[Opening SUPPLIED RECORDS section]
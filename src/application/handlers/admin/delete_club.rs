//! DeleteClubHandler - Admin deletes a club with everything scoped to it.

use std::sync::Arc;
use tracing::info;

use crate::application::handlers::support::{authorize_signed_in, publish_event};
use crate::application::DomainStore;
use crate::domain::access::{Operation, Resource};
use crate::domain::club::ClubDeleted;
use crate::domain::directory::delete_club;
use crate::domain::foundation::{ClubId, CommandMetadata, DomainError, Timestamp};
use crate::ports::EventPublisher;

#[derive(Debug, Clone)]
pub struct DeleteClubCommand {
    pub club_id: ClubId,
}

pub struct DeleteClubHandler {
    store: Arc<DomainStore>,
    event_publisher: Arc<dyn EventPublisher>,
}

impl DeleteClubHandler {
    pub fn new(store: Arc<DomainStore>, event_publisher: Arc<dyn EventPublisher>) -> Self {
        Self {
            store,
            event_publisher,
        }
    }

    pub async fn handle(
        &self,
        cmd: DeleteClubCommand,
        metadata: CommandMetadata,
    ) -> Result<ClubDeleted, DomainError> {
        let committed = self
            .store
            .transact(|doc| {
                let admin =
                    authorize_signed_in(doc, &metadata, Operation::DeleteClub, &Resource::Dataset)?;
                delete_club(doc, &cmd.club_id, &admin, Timestamp::now())
            })
            .await?;

        let event = committed.value;
        info!(
            club_id = %event.club_id,
            removed_memberships = event.removed_memberships,
            removed_events = event.removed_events,
            "Club deleted"
        );
        publish_event(self.event_publisher.as_ref(), &metadata, &event).await;

        Ok(event)
    }
}
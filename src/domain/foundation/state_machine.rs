//! State machine trait for status enums.
//!
//! Join requests and club events both move through small lifecycles; this
//! trait gives them one way to describe and validate their transitions.

use super::ValidationError;

/// Trait for status enums that represent state machines.
///
/// Implementors define valid state transitions and get validated
/// transition methods for free.
///
/// # Example
///
/// ```ignore
/// impl StateMachine for EventStatus {
///     fn can_transition_to(&self, target: &Self) -> bool {
///         matches!((self, target), (Proposed, Approved) | (Proposed, Rejected))
///     }
///
///     fn valid_transitions(&self) -> Vec<Self> {
///         match self {
///             Proposed => vec![Approved, Rejected],
///             Approved | Rejected => vec![],
///         }
///     }
/// }
///
/// let next = EventStatus::Proposed.transition_to(EventStatus::Approved)?;
/// ```
pub trait StateMachine: Sized + Copy + PartialEq + std::fmt::Debug {
    /// Returns true if transition from self to target is valid.
    fn can_transition_to(&self, target: &Self) -> bool;

    /// Returns all valid target states from current state.
    fn valid_transitions(&self) -> Vec<Self>;

    /// Performs transition with validation, returning error if invalid.
    fn transition_to(&self, target: Self) -> Result<Self, ValidationError> {
        if self.can_transition_to(&target) {
            Ok(target)
        } else {
            Err(ValidationError::invalid_format(
                "state_transition",
                format!("Cannot transition from {:?} to {:?}", self, target),
            ))
        }
    }

    /// Checks if current state is terminal (no valid outgoing transitions).
    fn is_terminal(&self) -> bool {
        self.valid_transitions().is_empty()
    }
}
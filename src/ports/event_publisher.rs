//! EventPublisher port - Interface for publishing domain events.
//!
//! Handlers publish after the document has been saved; the port knows
//! nothing about where events go (test capture, audit log).

use async_trait::async_trait;

use crate::domain::foundation::{DomainError, EventEnvelope};

/// Port for publishing domain events.
///
/// # Example
///
/// ```ignore
/// let envelope = approved.to_envelope()?.with_user_id(actor.to_string());
/// publisher.publish(envelope).await?;
/// ```
#[async_trait]
pub trait EventPublisher: Send + Sync {
    /// Publish a single event.
    async fn publish(&self, event: EventEnvelope) -> Result<(), DomainError>;

    /// Publish several events in order, stopping at the first failure.
    async fn publish_all(&self, events: Vec<EventEnvelope>) -> Result<(), DomainError> {
        for event in events {
            self.publish(event).await?;
        }
        Ok(())
    }
}

#[cfg(test)]
mod tests {
    use super::*;

    #[allow(dead_code)]
    fn assert_object_safe(_: &dyn EventPublisher) {}
}
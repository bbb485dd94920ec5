//! RespondToJoinRequestHandler - Coordinator approves or rejects a request.

use std::sync::Arc;
use tracing::info;

use crate::application::handlers::support::{authorize_for_club, PendingEvents};
use crate::application::DomainStore;
use crate::domain::access::Operation;
use crate::domain::club::ClubMembership;
use crate::domain::foundation::{CommandMetadata, DomainError, JoinRequestId, Timestamp};
use crate::domain::membership::{respond_to_request, JoinDecision, JoinRequest, JoinResponse};
use crate::ports::EventPublisher;

/// Command to answer a pending join request.
#[derive(Debug, Clone)]
pub struct RespondToJoinRequestCommand {
    pub request_id: JoinRequestId,
    pub decision: JoinDecision,
    pub response_message: Option<String>,
}

/// Result of answering a request. `membership` is set on approval.
#[derive(Debug, Clone)]
pub struct RespondToJoinRequestResult {
    pub request: JoinRequest,
    pub membership: Option<ClubMembership>,
    pub response: JoinResponse,
}

/// Handler for join request decisions.
pub struct RespondToJoinRequestHandler {
    store: Arc<DomainStore>,
    event_publisher: Arc<dyn EventPublisher>,
}

impl RespondToJoinRequestHandler {
    pub fn new(store: Arc<DomainStore>, event_publisher: Arc<dyn EventPublisher>) -> Self {
        Self {
            store,
            event_publisher,
        }
    }

    pub async fn handle(
        &self,
        cmd: RespondToJoinRequestCommand,
        metadata: CommandMetadata,
    ) -> Result<RespondToJoinRequestResult, DomainError> {
        let request_id = cmd.request_id;
        let committed = self
            .store
            .transact(|doc| {
                let club_id = doc.require_join_request(&request_id)?.club_id.clone();
                let coordinator =
                    authorize_for_club(doc, &metadata, Operation::RespondToJoinRequest, &club_id)?;
                respond_to_request(
                    doc,
                    &request_id,
                    cmd.decision,
                    cmd.response_message,
                    &coordinator,
                    Timestamp::now(),
                )
            })
            .await?;

        let doc = committed.document;
        let request = doc.require_join_request(&request_id)?.clone();
        let membership = doc.membership(&request.user_id, &request.club_id).cloned();

        let mut pending = PendingEvents::new(&metadata);
        match &committed.value {
            JoinResponse::Approved(event) => {
                info!(
                    request_id = %request_id,
                    user_id = %event.user_id,
                    club_id = %event.club_id,
                    role = %event.assigned_role,
                    "Join request approved"
                );
                pending.record(event);
            }
            JoinResponse::Rejected(event) => {
                info!(
                    request_id = %request_id,
                    user_id = %event.user_id,
                    club_id = %event.club_id,
                    "Join request rejected"
                );
                pending.record(event);
            }
        }
        pending.publish(self.event_publisher.as_ref()).await;

        Ok(RespondToJoinRequestResult {
            request,
            membership,
            response: committed.value,
        })
    }
}
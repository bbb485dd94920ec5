//! SignUpHandler - Self-service student registration.

use std::sync::Arc;
use tracing::info;

use crate::application::handlers::support::{authorize_caller, publish_event};
use crate::application::DomainStore;
use crate::domain::access::{Operation, Resource};
use crate::domain::directory::sign_up;
use crate::domain::foundation::{CommandMetadata, DomainError, Timestamp};
use crate::domain::user::{NewUserProfile, User, UserRegistered};
use crate::ports::EventPublisher;

#[derive(Debug, Clone)]
pub struct SignUpCommand {
    pub profile: NewUserProfile,
}

#[derive(Debug, Clone)]
pub struct SignUpResult {
    pub user: User,
    pub event: UserRegistered,
}

pub struct SignUpHandler {
    store: Arc<DomainStore>,
    event_publisher: Arc<dyn EventPublisher>,
}

impl SignUpHandler {
    pub fn new(store: Arc<DomainStore>, event_publisher: Arc<dyn EventPublisher>) -> Self {
        Self {
            store,
            event_publisher,
        }
    }

    pub async fn handle(
        &self,
        cmd: SignUpCommand,
        metadata: CommandMetadata,
    ) -> Result<SignUpResult, DomainError> {
        let committed = self
            .store
            .transact(|doc| {
                authorize_caller(doc, &metadata, Operation::SignUp, &Resource::Dataset)?;
                sign_up(doc, cmd.profile, Timestamp::now())
            })
            .await?;

        let event = committed.value;
        let user = committed.document.require_user(&event.user_id)?.clone();

        info!(user_id = %user.id, "Student signed up");
        publish_event(self.event_publisher.as_ref(), &metadata, &event).await;

        Ok(SignUpResult { user, event })
    }
}
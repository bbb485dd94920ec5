//! GetCoordinatorDashboardHandler - Query handler for the coordinator view.

use std::sync::Arc;

use crate::application::handlers::support::authorize_signed_in;
use crate::application::DomainStore;
use crate::domain::access::{Operation, Resource};
use crate::domain::dashboard::CoordinatorDashboard;
use crate::domain::foundation::{CommandMetadata, DomainError};

pub struct GetCoordinatorDashboardHandler {
    store: Arc<DomainStore>,
}

impl GetCoordinatorDashboardHandler {
    pub fn new(store: Arc<DomainStore>) -> Self {
        Self { store }
    }

    pub async fn handle(&self, metadata: CommandMetadata) -> Result<CoordinatorDashboard, DomainError> {
        let doc = self.store.snapshot().await?;
        let coordinator = authorize_signed_in(
            &doc,
            &metadata,
            Operation::ViewCoordinatorDashboard,
            &Resource::Dataset,
        )?;
        CoordinatorDashboard::build(&doc, &coordinator)
    }
}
[Closing SUPPLIED RECORDS section]
## TASK DIRECTIONS
Read the data above and pull out each line that holds the string "NewUserProfile".

## RESPONSE TO THIS EXERCISE
use crate::domain::user::{NewUserProfile, User, UserRegistered};
    pub profile: NewUserProfile,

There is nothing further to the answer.